REQUIREMENT: Please retype the listing below exactly, from its opening line through the line where "pub enum Broker" appears.

PROVIDED RECORDS Block Start

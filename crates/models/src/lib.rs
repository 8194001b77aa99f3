use chrono::{DateTime, Utc};
use chrono_tz::Tz;
use serde::{Deserialize, Serialize};
use std::collections::HashMap;
use std::fmt;

// Brokers
#[derive(Debug, Clone, Copy, PartialEq, Eq, Hash, PartialOrd, Ord, Serialize, Deserialize)]
pub enum Broker {
	#[serde(rename = "tradovate")]
	Tradovate,
	#[serde(rename = "thinkorswim")]
	Thinkorswim,
	#[serde(rename = "tradingview")]
	TradingView,
	#[serde(rename = "interactive-brokers")]
	InteractiveBrokers,
	#[serde(rename = "rithmic")]
	Rithmic,
	#[serde(rename = "ninjatrader")]
	NinjaTrader,
	#[serde(rename = "generic")]
	Generic,
}

impl Broker {
	pub const ALL: [Broker; 7] = [
		Broker::Tradovate,
		Broker::Thinkorswim,
		Broker::TradingView,
		Broker::InteractiveBrokers,
		Broker::Rithmic,
		Broker::NinjaTrader,
		Broker::Generic,
	];

	pub fn id(&self) -> &'static str {
		match self {
			Broker::Tradovate => "tradovate",
			Broker::Thinkorswim => "thinkorswim",
			Broker::TradingView => "tradingview",
			Broker::InteractiveBrokers => "interactive-brokers",
			Broker::Rithmic => "rithmic",
			Broker::NinjaTrader => "ninjatrader",
			Broker::Generic => "generic",
		}
	}

	pub fn display_name(&self) -> &'static str {
		match self {
			Broker::Tradovate => "Tradovate",
			Broker::Thinkorswim => "thinkorswim",
			Broker::TradingView => "TradingView",
			Broker::InteractiveBrokers => "Interactive Brokers",
			Broker::Rithmic => "Rithmic",
			Broker::NinjaTrader => "NinjaTrader",
			Broker::Generic => "Generic CSV",
		}
	}

	/// Looks a broker up by its id, case-insensitively. `"ibkr"` is accepted as an alias.
	pub fn from_id(id: &str) -> Option<Broker> {
		let id = id.trim().to_lowercase();
		if id == "ibkr" {
			return Some(Broker::InteractiveBrokers);
		}
		Broker::ALL.into_iter().find(|b| b.id() == id)
	}
}

impl fmt::Display for Broker {
	fn fmt(&self, f: &mut fmt::Formatter<'_>) -> fmt::Result {
		f.write_str(self.id())
	}
}

#[derive(Debug, Clone, Serialize, Deserialize, PartialEq, Eq)]
pub struct BrokerInfo {
	pub id: String,
	pub display_name: String,
}

// Trade direction and fill side
#[derive(Debug, Clone, Copy, PartialEq, Eq, Hash, Default, Serialize, Deserialize)]
#[serde(rename_all = "lowercase")]
pub enum Direction {
	#[default]
	Long,
	Short,
}

impl fmt::Display for Direction {
	fn fmt(&self, f: &mut fmt::Formatter<'_>) -> fmt::Result {
		match self {
			Direction::Long => f.write_str("long"),
			Direction::Short => f.write_str("short"),
		}
	}
}

#[derive(Debug, Clone, Copy, PartialEq, Eq, Hash, Serialize, Deserialize)]
#[serde(rename_all = "lowercase")]
pub enum Side {
	Buy,
	Sell,
}

impl Side {
	/// Direction of a position opened by a fill on this side.
	pub fn opening_direction(self) -> Direction {
		match self {
			Side::Buy => Direction::Long,
			Side::Sell => Direction::Short,
		}
	}
}

impl From<Direction> for Side {
	fn from(direction: Direction) -> Self {
		match direction {
			Direction::Long => Side::Buy,
			Direction::Short => Side::Sell,
		}
	}
}

impl fmt::Display for Side {
	fn fmt(&self, f: &mut fmt::Formatter<'_>) -> fmt::Result {
		match self {
			Side::Buy => f.write_str("buy"),
			Side::Sell => f.write_str("sell"),
		}
	}
}

/// A single fill, as extracted from an order or execution log.
#[derive(Debug, Clone, PartialEq)]
pub struct Execution {
	pub timestamp: DateTime<Utc>,
	/// Root symbol used to net fills across contract rolls.
	pub instrument: String,
	/// Symbol exactly as the platform printed it.
	pub raw_symbol: String,
	pub side: Side,
	pub price: f64,
	pub quantity: f64,
	pub commission: f64,
	pub source_row: usize,
}

/// One completed round trip, before conversion to the storage shape.
#[derive(Debug, Clone, PartialEq, Serialize, Deserialize)]
pub struct ParsedTrade {
	pub date: Option<DateTime<Utc>>,
	#[serde(default, skip_serializing_if = "Option::is_none")]
	pub exit_date: Option<DateTime<Utc>>,
	pub instrument: String,
	pub direction: Direction,
	pub entry_price: f64,
	pub exit_price: f64,
	pub size: f64,
	pub pnl: f64,
	#[serde(default, skip_serializing_if = "Option::is_none")]
	pub stop_loss: Option<f64>,
	#[serde(default, skip_serializing_if = "Option::is_none")]
	pub take_profit: Option<f64>,
	#[serde(default, skip_serializing_if = "Option::is_none")]
	pub commission: Option<f64>,
	#[serde(default)]
	pub notes: String,
	#[serde(default, skip_serializing_if = "Option::is_none")]
	pub setup_name: Option<String>,
	/// Row the trade was built from; for FIFO trades the row of the opening fill.
	pub source_row: usize,
}

// Validation
#[derive(Debug, Clone, Copy, PartialEq, Eq, Serialize, Deserialize)]
#[serde(rename_all = "lowercase")]
pub enum Severity {
	Error,
	Warning,
}

#[derive(Debug, Clone, PartialEq, Serialize, Deserialize)]
pub struct ValidationError {
	pub row: usize,
	pub field: String,
	pub value: String,
	pub message: String,
	pub severity: Severity,
	#[serde(default, skip_serializing_if = "Option::is_none")]
	pub suggestion: Option<String>,
}

impl ValidationError {
	pub fn error(row: usize, field: &str, value: impl Into<String>, message: impl Into<String>) -> Self {
		Self {
			row,
			field: field.to_string(),
			value: value.into(),
			message: message.into(),
			severity: Severity::Error,
			suggestion: None,
		}
	}

	pub fn warning(row: usize, field: &str, value: impl Into<String>, message: impl Into<String>) -> Self {
		Self {
			severity: Severity::Warning,
			..Self::error(row, field, value, message)
		}
	}

	pub fn with_suggestion(mut self, suggestion: impl Into<String>) -> Self {
		self.suggestion = Some(suggestion.into());
		self
	}

	pub fn is_error(&self) -> bool {
		self.severity == Severity::Error
	}
}

impl fmt::Display for ValidationError {
	fn fmt(&self, f: &mut fmt::Formatter<'_>) -> fmt::Result {
		write!(f, "row {}: {} ({})", self.row, self.message, self.field)?;
		if let Some(s) = &self.suggestion {
			write!(f, " - {}", s)?;
		}
		Ok(())
	}
}

#[derive(Debug, Clone, Default, PartialEq, Eq, Serialize, Deserialize)]
pub struct ParseStats {
	pub total_rows: usize,
	pub valid_trades: usize,
	pub skipped_rows: usize,
	pub duplicates: usize,
}

#[derive(Debug, Clone, PartialEq, Serialize, Deserialize)]
pub struct ParseResult {
	pub success: bool,
	pub broker: Broker,
	pub trades: Vec<ParsedTrade>,
	pub errors: Vec<ValidationError>,
	pub warnings: Vec<ValidationError>,
	pub stats: ParseStats,
}

impl ParseResult {
	/// Rows that carry at least one error-severity entry.
	pub fn rows_with_errors(&self) -> Vec<usize> {
		let mut rows: Vec<usize> = self.errors.iter().filter(|e| e.is_error()).map(|e| e.row).collect();
		rows.sort_unstable();
		rows.dedup();
		rows
	}
}

#[derive(Debug, Clone, Serialize, Deserialize, PartialEq)]
pub struct DetectionResult {
	pub broker: Broker,
	pub confidence: f64,
	pub reason: String,
}

// Output models
#[derive(Debug, Clone, Copy, PartialEq, Eq, Serialize, Deserialize)]
#[serde(rename_all = "lowercase")]
pub enum Outcome {
	Win,
	Loss,
	Breakeven,
}

impl Outcome {
	pub fn from_pnl(pnl: f64) -> Self {
		if pnl > 0.0 {
			Outcome::Win
		} else if pnl < 0.0 {
			Outcome::Loss
		} else {
			Outcome::Breakeven
		}
	}
}

/// Record handed to the trade store for bulk insertion.
#[derive(Debug, Clone, PartialEq, Serialize, Deserialize)]
pub struct TradeInputRecord {
	pub date: String,
	pub instrument: String,
	pub direction: Direction,
	pub entry_price: f64,
	pub exit_price: f64,
	pub stop_loss: f64,
	#[serde(default, skip_serializing_if = "Option::is_none")]
	pub take_profit: Option<f64>,
	pub size: f64,
	pub pnl: f64,
	pub outcome: Outcome,
	pub notes: String,
	#[serde(default, skip_serializing_if = "Option::is_none")]
	pub setup_name: Option<String>,
	#[serde(default, skip_serializing_if = "Option::is_none")]
	pub account_id: Option<String>,
}

// Settings models
fn default_true() -> bool {
	true
}

fn default_timezone() -> Tz {
	Tz::UTC
}

#[derive(Debug, Clone, Serialize, Deserialize, PartialEq)]
pub struct ImportSettings {
	/// Direction assumed when a row's side cannot be inferred.
	#[serde(default)]
	pub default_direction: Direction,
	/// Root symbol -> dollars per point, layered over the built-in table.
	#[serde(default)]
	pub contract_multipliers: HashMap<String, f64>,
	#[serde(default = "default_true")]
	pub warn_on_default_multiplier: bool,
	#[serde(default)]
	pub account_id: Option<String>,
	/// IANA zone for timestamps that carry no offset, on platforms that
	/// export exchange or desk time. Trade dates are reported in it too.
	#[serde(default = "default_timezone")]
	pub timezone: Tz,
}

impl Default for ImportSettings {
	fn default() -> Self {
		Self {
			default_direction: Direction::Long,
			contract_multipliers: HashMap::new(),
			warn_on_default_multiplier: true,
			account_id: None,
			timezone: Tz::UTC,
		}
	}
}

PROVIDED RECORDS Block End

EXERCISE SOLUTION:
filename crates/models/src/lib.rs
repository 8194001b77aa99f3
use chrono::{DateTime, Utc};
use chrono_tz::Tz;
use serde::{Deserialize, Serialize};
use std::collections::HashMap;
use std::fmt;

// Brokers
#[derive(Debug, Clone, Copy, PartialEq, Eq, Hash, PartialOrd, Ord, Serialize, Deserialize)]
pub enum Broker {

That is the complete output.